Here are my five cents about animancy, unsolicited, of course.
The best portrayal of the soul studies still belongs to Pillars of Eternity.
In PoE, animancy is presented as a dangerous discipline capable of granting immense power or corrupting the soul. The methods used to achieve breakthroughs are often deeply inhuman. The Sanitarium is a prime example: the treatment of its patients is horrifying, yet closely mirrors the way medicine and medical institutions evolved over centuries in the real world.
Then there’s the Devil of Caroc. Her soul literally imprisoned in a piece of metal, without her consent, sold off to a madman obsessed with his own ego. There are wichts. There are engwithans.
At the same time, animancy is shown to be profoundly useful. It has the potential to solve enormous problems not just in Dyrwood, but across all of Eora. It could help people suffering from Awakenings, or even prevent Watchers from eventually succumbing to madness. Food shortages, spiritual afflictions, maladies of the soul - these are all problems animancy might address.

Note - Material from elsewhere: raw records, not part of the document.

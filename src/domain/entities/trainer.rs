//! Trainer entity and repository trait.
//!
//! Maps to the `trainers` table. A trainer may be attached to one club.

use async_trait::async_trait;
use chrono::NaiveDate;
use serde::{Deserialize, Serialize};

use super::workout::ScheduleDetail;
use crate::shared::error::AppError;

/// A trainer, with the name of their club when they have one.
#[derive(Debug, Clone, PartialEq, Serialize, Deserialize)]
pub struct Trainer {
    pub trainer_id: i64,
    pub first_name: String,
    pub last_name: String,
    pub email: String,
    pub phone: Option<String>,
    pub specialization: Option<String>,
    pub certification: Option<String>,
    pub hire_date: NaiveDate,
    pub club_id: Option<i64>,

    /// Joined from `clubs`
    pub club_name: Option<String>,
}

/// Editable trainer fields. Hire date is fixed at creation.
#[derive(Debug, Clone, Default, PartialEq)]
pub struct TrainerFields {
    pub first_name: String,
    pub last_name: String,
    pub email: String,
    pub phone: Option<String>,
    pub specialization: Option<String>,
    pub certification: Option<String>,
    pub club_id: Option<i64>,
}

#[cfg_attr(test, mockall::automock)]
#[async_trait]
pub trait TrainerRepository: Send + Sync {
    /// List all trainers, newest first.
    async fn list(&self) -> Result<Vec<Trainer>, AppError>;

    async fn find_by_id(&self, trainer_id: i64) -> Result<Option<Trainer>, AppError>;

    /// Sessions led by a trainer, latest date and time first.
    async fn schedule_for_trainer(&self, trainer_id: i64) -> Result<Vec<ScheduleDetail>, AppError>;

    async fn create(&self, fields: &TrainerFields, hire_date: NaiveDate) -> Result<i64, AppError>;

    async fn update(&self, trainer_id: i64, fields: &TrainerFields) -> Result<(), AppError>;

    async fn delete(&self, trainer_id: i64) -> Result<(), AppError>;
}
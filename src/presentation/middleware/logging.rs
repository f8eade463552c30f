//! Request Logging
//!
//! One span per request with method and URI, plus a completion event with
//! status and latency.

use tower_http::classify::{ServerErrorsAsFailures, SharedClassifier};
use tower_http::trace::{DefaultMakeSpan, DefaultOnResponse, TraceLayer};
use tracing::Level;

/// Create the HTTP trace layer
pub fn create_trace_layer() -> TraceLayer<SharedClassifier<ServerErrorsAsFailures>> {
    TraceLayer::new_for_http()
        .make_span_with(DefaultMakeSpan::new().level(Level::INFO))
        .on_response(DefaultOnResponse::new().level(Level::INFO))
}
//! CORS Middleware Configuration

use axum::http::Method;
use tower_http::cors::{Any, CorsLayer};

use crate::config::CorsSettings;

const ALLOWED_METHODS: [Method; 5] = [
    Method::GET,
    Method::POST,
    Method::PUT,
    Method::DELETE,
    Method::OPTIONS,
];

/// Create CORS layer from settings
pub fn create_cors_layer(settings: &CorsSettings) -> CorsLayer {
    let origins: Vec<_> = settings
        .allowed_origins
        .iter()
        .filter_map(|o| o.parse().ok())
        .collect();

    if origins.is_empty() {
        CorsLayer::new()
            .allow_origin(Any)
            .allow_methods(ALLOWED_METHODS)
            .allow_headers(Any)
    } else {
        CorsLayer::new()
            .allow_origin(origins)
            .allow_methods(ALLOWED_METHODS)
            .allow_headers(Any)
            .max_age(std::time::Duration::from_secs(3600)) // 1 hour default
    }
}
//! Signing capability.
//!
//! The client only needs to know that something can turn a fully populated
//! transaction into signed bytes. Whether that is a local key or a wallet that
//! asks a human is not its concern; a human saying no is reported as
//! `SignError::Rejected` and surfaces as a cancellation.

use alloy::{
    eips::eip2718::Encodable2718,
    network::{Ethereum, EthereumWallet, NetworkWallet, TransactionBuilder},
    primitives::{Address, Bytes, U256},
    rpc::types::TransactionRequest,
};
use async_trait::async_trait;
use thiserror::Error;

/// A transaction with every field the signer needs.
#[derive(Debug, Clone, PartialEq, Eq)]
pub struct UnsignedTx {
    pub from: Address,
    pub nonce: u64,
    pub gas_limit: u64,
    pub gas_price: u128,
    pub chain_id: u64,
    pub to: Address,
    pub data: Bytes,
    pub value: U256,
}

impl UnsignedTx {
    /// Legacy (EIP-155) request carrying exactly these fields.
    pub fn to_request(&self) -> TransactionRequest {
        TransactionRequest::default()
            .with_from(self.from)
            .with_nonce(self.nonce)
            .with_gas_limit(self.gas_limit)
            .with_gas_price(self.gas_price)
            .with_chain_id(self.chain_id)
            .with_to(self.to)
            .with_input(self.data.clone())
            .with_value(self.value)
    }
}

#[derive(Debug, Error)]
pub enum SignError {
    /// The signer declined. Not retryable.
    #[error("signature request rejected: {0}")]
    Rejected(String),

    #[error("{0}")]
    Failed(String),
}

/// Something that can sign transactions for one account.
#[async_trait]
pub trait TransactionSigner: Send + Sync {
    /// Account the signatures are produced for.
    fn address(&self) -> Address;

    /// Sign and return the EIP-2718 encoded transaction.
    async fn sign_transaction(&self, tx: &UnsignedTx) -> Result<Bytes, SignError>;
}

#[async_trait]
impl TransactionSigner for EthereumWallet {
    fn address(&self) -> Address {
        <EthereumWallet as NetworkWallet<Ethereum>>::default_signer_address(self)
    }

    async fn sign_transaction(&self, tx: &UnsignedTx) -> Result<Bytes, SignError> {
        let envelope = <TransactionRequest as TransactionBuilder<Ethereum>>::build(
            tx.to_request(),
            self,
        )
        .await
        .map_err(|e| SignError::Failed(e.to_string()))?;
        Ok(envelope.encoded_2718().into())
    }
}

Pillars of Eternity succeeds because it presents animancy as both beneficial and horrifying, useful and brutal - a balance that feels appropriate for any emerging scientific discipline.
Deadfire engages with animancy far less deeply. Yes, we encounter Vailian researchers conducting experiments (including at least one genuinely unhinged project), but the game rarely explores the moral ambiguity of the field. The most significant contribution comes from Eothas himself, who advocates for animancy’s development. He believes it will allow the kith to rebuild the Wheel or create something better in its place.

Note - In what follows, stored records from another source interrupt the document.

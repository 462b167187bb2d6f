//! Synchronous, nonce-managed transaction submission.
//!
//! `SyncTransactionClient::send_transaction` resolves only once the node has
//! a final receipt: the submission RPC returns it in the same response, so
//! there is no hash to poll. The flow for one call:
//!
//! ```text
//!   get_nonce ─► pick gas limit ─► sign ─► submit (blocks) ─► receipt
//!                                   │          │                 │
//!                                   └──────────┴─ failure ───────┴─ status failure
//!                                                    │
//!                                   on_transaction_complete(false) → resync
//!                                                    │
//!                                              classified TxError
//! ```
//!
//! Nothing is retried automatically. A nonce conflict resyncs the counter
//! and is reported; whether to send again is the caller's decision.

use std::sync::Arc;

use alloy::{
    network::EthereumWallet,
    primitives::{Address, Bytes, U256},
    transports::TransportError,
};
use tracing::{debug, info, warn};

use crate::ext::{
    classify_message, classify_rpc_error, describe_rpc_error, revert_reason, ChainReader,
    DecodedEvent, EventDecoder, GasConfig, NonceManager, NonceManagers, RawLog,
    RealtimeConfig, RpcErrorKind, SignError, StatusLevel, StatusNotice, StatusSink,
    SyncReceipt, SyncSubmitter, TracingStatusSink, TransactionSigner, TxClass, TxError,
    UnsignedTx,
};

// ============================================================================
// Request / Outcome
// ============================================================================

/// What the caller wants sent. Everything else is filled in by the client.
#[derive(Debug, Clone, PartialEq, Eq)]
pub struct TxRequest {
    pub to: Address,
    pub data: Bytes,
    pub value: U256,
    /// Overrides the class-based default when set
    pub gas_limit: Option<u64>,
}

impl TxRequest {
    pub fn new(to: Address) -> Self {
        Self {
            to,
            data: Bytes::new(),
            value: U256::ZERO,
            gas_limit: None,
        }
    }

    pub fn with_data(mut self, data: impl Into<Bytes>) -> Self {
        self.data = data.into();
        self
    }

    pub fn with_value(mut self, value: U256) -> Self {
        self.value = value;
        self
    }

    pub fn with_gas_limit(mut self, gas_limit: u64) -> Self {
        self.gas_limit = Some(gas_limit);
        self
    }
}

/// A settled, successful transaction.
#[derive(Debug, Clone, PartialEq)]
pub struct TxOutcome {
    pub receipt: SyncReceipt,
    pub success: bool,
    pub nonce: u64,
    pub gas_limit: u64,
    pub class: TxClass,
}

impl TxOutcome {
    pub fn transaction_hash(&self) -> alloy::primitives::B256 {
        self.receipt.transaction_hash
    }

    pub fn block_number(&self) -> u64 {
        self.receipt.block_number
    }

    pub fn gas_used(&self) -> u64 {
        self.receipt.gas_used
    }

    /// Decode the receipt's logs.
    pub fn events(&self, decoder: &EventDecoder) -> Vec<DecodedEvent> {
        self.receipt
            .logs
            .iter()
            .map(|log| decoder.decode(&RawLog::from(log)))
            .collect()
    }
}

// ============================================================================
// SyncTransactionClient
// ============================================================================

pub struct SyncTransactionClient {
    chain_id: u64,
    gas: GasConfig,
    nonces: Arc<NonceManager>,
    reader: Arc<dyn ChainReader>,
    submitter: Arc<dyn SyncSubmitter>,
    signer: Arc<dyn TransactionSigner>,
    status: Arc<dyn StatusSink>,
}

impl std::fmt::Debug for SyncTransactionClient {
    fn fmt(&self, f: &mut std::fmt::Formatter<'_>) -> std::fmt::Result {
        f.debug_struct("SyncTransactionClient")
            .field("chain_id", &self.chain_id)
            .field("address", &self.signer.address())
            .field("gas", &self.gas)
            .finish_non_exhaustive()
    }
}

impl SyncTransactionClient {
    /// Client for the signer's account with default gas settings.
    pub fn new(
        chain_id: u64,
        reader: Arc<dyn ChainReader>,
        submitter: Arc<dyn SyncSubmitter>,
        signer: Arc<dyn TransactionSigner>,
    ) -> Self {
        let nonces = Arc::new(NonceManager::new(signer.address(), Arc::clone(&reader)));
        Self {
            chain_id,
            gas: GasConfig::default(),
            nonces,
            reader,
            submitter,
            signer,
            status: Arc::new(TracingStatusSink),
        }
    }

    /// Build from configuration: HTTP provider, gas settings, and the nonce
    /// resync interval. Call within a tokio runtime for the interval to
    /// take effect.
    pub fn from_config(config: &RealtimeConfig, wallet: EthereumWallet) -> anyhow::Result<Self> {
        let provider = Arc::new(config.provider()?);
        let signer: Arc<dyn TransactionSigner> = Arc::new(wallet);
        let nonces = NonceManagers::new(provider.clone(), config.nonce.clone())
            .for_account(signer.address());
        Ok(Self::new(config.chain_id, provider.clone(), provider, signer)
            .with_gas_config(config.gas.clone())
            .with_nonce_manager(nonces))
    }

    /// Use a shared nonce manager. Its address must be the signer's.
    pub fn with_nonce_manager(mut self, nonces: Arc<NonceManager>) -> Self {
        debug_assert_eq!(nonces.address(), self.signer.address());
        self.nonces = nonces;
        self
    }

    pub fn with_gas_config(mut self, gas: GasConfig) -> Self {
        self.gas = gas;
        self
    }

    pub fn with_status_sink(mut self, status: Arc<dyn StatusSink>) -> Self {
        self.status = status;
        self
    }

    pub fn address(&self) -> Address {
        self.signer.address()
    }

    pub fn chain_id(&self) -> u64 {
        self.chain_id
    }

    pub fn nonce_manager(&self) -> &Arc<NonceManager> {
        &self.nonces
    }

    /// Fetch the nonce baseline. Optional: the first send does it lazily.
    pub async fn initialize(&self) -> Result<u64, TxError> {
        self.nonces
            .initialize()
            .await
            .map_err(|e| read_error("could not fetch account nonce", &e))
    }

    /// Current balance of the signer's account.
    pub async fn balance(&self) -> Result<U256, TxError> {
        self.reader
            .balance(self.address())
            .await
            .map_err(|e| read_error("could not fetch account balance", &e))
    }

    /// Sign and submit, returning once the node has a final receipt.
    pub async fn send_transaction(&self, request: TxRequest) -> Result<TxOutcome, TxError> {
        let nonce = match self.nonces.get_nonce().await {
            Ok(nonce) => nonce,
            Err(e) => {
                let err = read_error("could not fetch account nonce", &e);
                return Err(self.fail(err).await);
            }
        };
        let (gas_limit, class) = self.gas.gas_limit_for(&request.data, request.gas_limit);
        let tx = UnsignedTx {
            from: self.address(),
            nonce,
            gas_limit,
            gas_price: self.gas.gas_price(),
            chain_id: self.chain_id,
            to: request.to,
            data: request.data,
            value: request.value,
        };
        debug!(from = %tx.from, to = %tx.to, nonce, gas_limit, ?class, "sending transaction");

        match self.sign_and_submit(&tx).await {
            Ok(receipt) if receipt.is_success() => {
                self.complete(true).await;
                info!(
                    tx = %receipt.transaction_hash,
                    block = receipt.block_number,
                    gas_used = receipt.gas_used,
                    nonce,
                    "transaction settled"
                );
                self.status.publish(
                    StatusNotice::new(StatusLevel::Success, "Transaction confirmed")
                        .with_description(format!(
                            "{} in block {}",
                            receipt.transaction_hash, receipt.block_number
                        )),
                );
                Ok(TxOutcome {
                    receipt,
                    success: true,
                    nonce,
                    gas_limit,
                    class,
                })
            }
            Ok(receipt) => {
                self.complete(false).await;
                Err(self.fail(TxError::reverted(receipt)).await)
            }
            Err(err) => {
                self.complete(false).await;
                Err(self.fail(err).await)
            }
        }
    }

    /// Stop background nonce work and forget local nonce state.
    pub async fn shutdown(&self) {
        self.nonces.reset().await;
    }

    async fn sign_and_submit(&self, tx: &UnsignedTx) -> Result<SyncReceipt, TxError> {
        let raw = self
            .signer
            .sign_transaction(tx)
            .await
            .map_err(signing_error)?;
        self.submitter
            .send_raw_transaction_sync(raw)
            .await
            .map_err(|e| classify_transport_error(&e))
    }

    async fn complete(&self, success: bool) {
        if let Err(e) = self.nonces.on_transaction_complete(success).await {
            warn!(address = %self.address(), error = %e, "nonce resync failed");
        }
    }

    /// Attach diagnostics, log, and publish a notice for a failed send.
    async fn fail(&self, err: TxError) -> TxError {
        let err = match err {
            TxError::InsufficientFunds {
                message,
                balance: None,
            } => {
                let balance = self.reader.balance(self.address()).await.ok();
                TxError::InsufficientFunds { message, balance }
            }
            other => other,
        };

        let level = match err {
            TxError::UserRejected { .. } => StatusLevel::Info,
            _ => StatusLevel::Error,
        };
        warn!(address = %self.address(), error = %err, title = err.title(), "transaction failed");
        let mut notice = StatusNotice::new(level, err.title());
        if let Some(description) = err.description() {
            notice = notice.with_description(description);
        }
        self.status.publish(notice);
        err
    }
}

fn signing_error(err: SignError) -> TxError {
    match err {
        SignError::Rejected(message) => TxError::UserRejected { message },
        SignError::Failed(message) if classify_message(&message) == RpcErrorKind::UserRejected => {
            TxError::UserRejected { message }
        }
        SignError::Failed(message) => TxError::Signing { message },
    }
}

/// Map a transport failure onto the transaction taxonomy. Revert data in
/// the error payload is decoded and appended to the message.
pub fn classify_transport_error(err: &TransportError) -> TxError {
    let mut kind = classify_rpc_error(err);
    if kind == RpcErrorKind::Unknown && revert_reason(err).is_some() {
        kind = RpcErrorKind::ExecutionReverted;
    }
    TxError::from_kind(kind, describe_rpc_error(err))
}

/// A failed read made before signing. Nothing has left the client.
fn read_error(what: &str, err: &TransportError) -> TxError {
    TxError::ReadFailed {
        message: format!("{what}: {}", describe_rpc_error(err)),
    }
}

And then the game simply… stops there. We’re never given the chance to meaningfully argue with him or fully endorse his vision. We can’t even point out the obvious irony: animancers were the ones who created the gods of Eora in the first place. There’s nothing preventing a new generation of animancers from pursuing power again by creating a new pantheon or bending the existing gods to someone else’s will.

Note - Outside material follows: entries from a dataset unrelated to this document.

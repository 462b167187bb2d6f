//! The task behind `SubscriptionManager`.
//!
//! All socket and subscription state is owned here and only touched from
//! this task, so none of it is locked. The task moves between phases:
//!
//! - `Idle`: no socket, waiting for `connect()`
//! - `Connecting`: connect in flight
//! - `Connected`: socket open, frames flowing
//! - `Backoff`: waiting out the reconnect delay
//!
//! Outbound frames always go through `outbox`; it is flushed whenever the
//! socket is open, so requests made while disconnected are sent on the next
//! open instead of being lost.

use std::{
    collections::{HashMap, HashSet, VecDeque},
    panic::{catch_unwind, AssertUnwindSafe},
    sync::Arc,
    time::Duration,
};

use alloy::primitives::Address;
use futures::{SinkExt, StreamExt};
use serde_json::Value;
use tokio::sync::{broadcast, mpsc, oneshot, watch};
use tracing::{debug, error, info, trace, warn};

use super::{
    protocol::{self, Inbound, SubscriptionFormat},
    ConnectionEvent, ConnectionState, Connector, EventCallback, SubscriptionConfig,
    SubscriptionSnapshot, WatchId, WsConnection, WsSink,
};
use crate::ext::{backoff_duration, DecodedEvent, EventDecoder};

pub(super) enum Command {
    Connect,
    Watch {
        id: WatchId,
        contract: Address,
        callback: EventCallback,
    },
    Unwatch {
        contract: Address,
    },
    Disconnect {
        done: oneshot::Sender<()>,
    },
    Snapshot {
        reply: oneshot::Sender<SubscriptionSnapshot>,
    },
}

enum Phase {
    Idle,
    Connecting,
    Connected(WsConnection),
    Backoff(Duration),
    Shutdown,
}

struct Watch {
    id: WatchId,
    contract: Address,
    callback: EventCallback,
}

/// One subscribe request, pending until acknowledged, then active under the
/// server-assigned id.
#[derive(Debug, Clone)]
struct SubscriptionRecord {
    request_id: u64,
    watch: WatchId,
    contract: Address,
    format: SubscriptionFormat,
}

pub(super) struct SubscriptionActor {
    url: String,
    config: SubscriptionConfig,
    decoder: EventDecoder,
    connector: Arc<dyn Connector>,
    commands: mpsc::UnboundedReceiver<Command>,
    state: watch::Sender<ConnectionState>,
    events: broadcast::Sender<ConnectionEvent>,

    watches: Vec<Watch>,
    /// request id → record awaiting acknowledgement
    pending: HashMap<u64, SubscriptionRecord>,
    /// subscription id → acknowledged record
    active: HashMap<String, SubscriptionRecord>,
    /// request ids of unsubscribe requests in flight
    unsubscribing: HashSet<u64>,
    outbox: VecDeque<String>,
    next_request_id: u64,
    attempt: u32,
}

Avowed, meanwhile, portrays animancers as a roguish, lovable community of scholars who fled the Vailian Republics (because they were too strict, or perhaps too corporate). They are led by a Skaenite and establish their own town in the Living Lands. It’s a cool premise, but one that could have been far darker and more interesting than what we ultimately get.
There’s a man who sets himself on fire. There’s a pair of scientists trying to patent research into enlarging men’s cocks. People engage in philosophical debates right there in the streets.
These scholars feel largely detached from the farmers who are struggling to keep their crops alive in the wake of the Dreamscourge. That tension should matter, but it never develops. The game doesn’t explore the contrast between scholars and farmers - between those who invent and those who must feed both the inventors and themselves.
The darkest moment we get is the story of Giatta’s parents, which is disturbing as hell, but we cant do much about it. We aren’t even given the option to challenge Elia on the ethics of using dead people as farmhands. The player has no option to confront or question the beliefs and methods of the people surrounding the Envoy.
Fior was a disappointment. Not a single questionable situation, not a single Skaenite plot.
My point isn’t that animancy is "good" or "bad." What I want is for Obsidian to return to their roots: to bring back meaningful in-game debate, to let the player engage in conversations with NPCs about animancy and its consequences. I want more layered narratives, even if they’re gloomy or uncomfortable.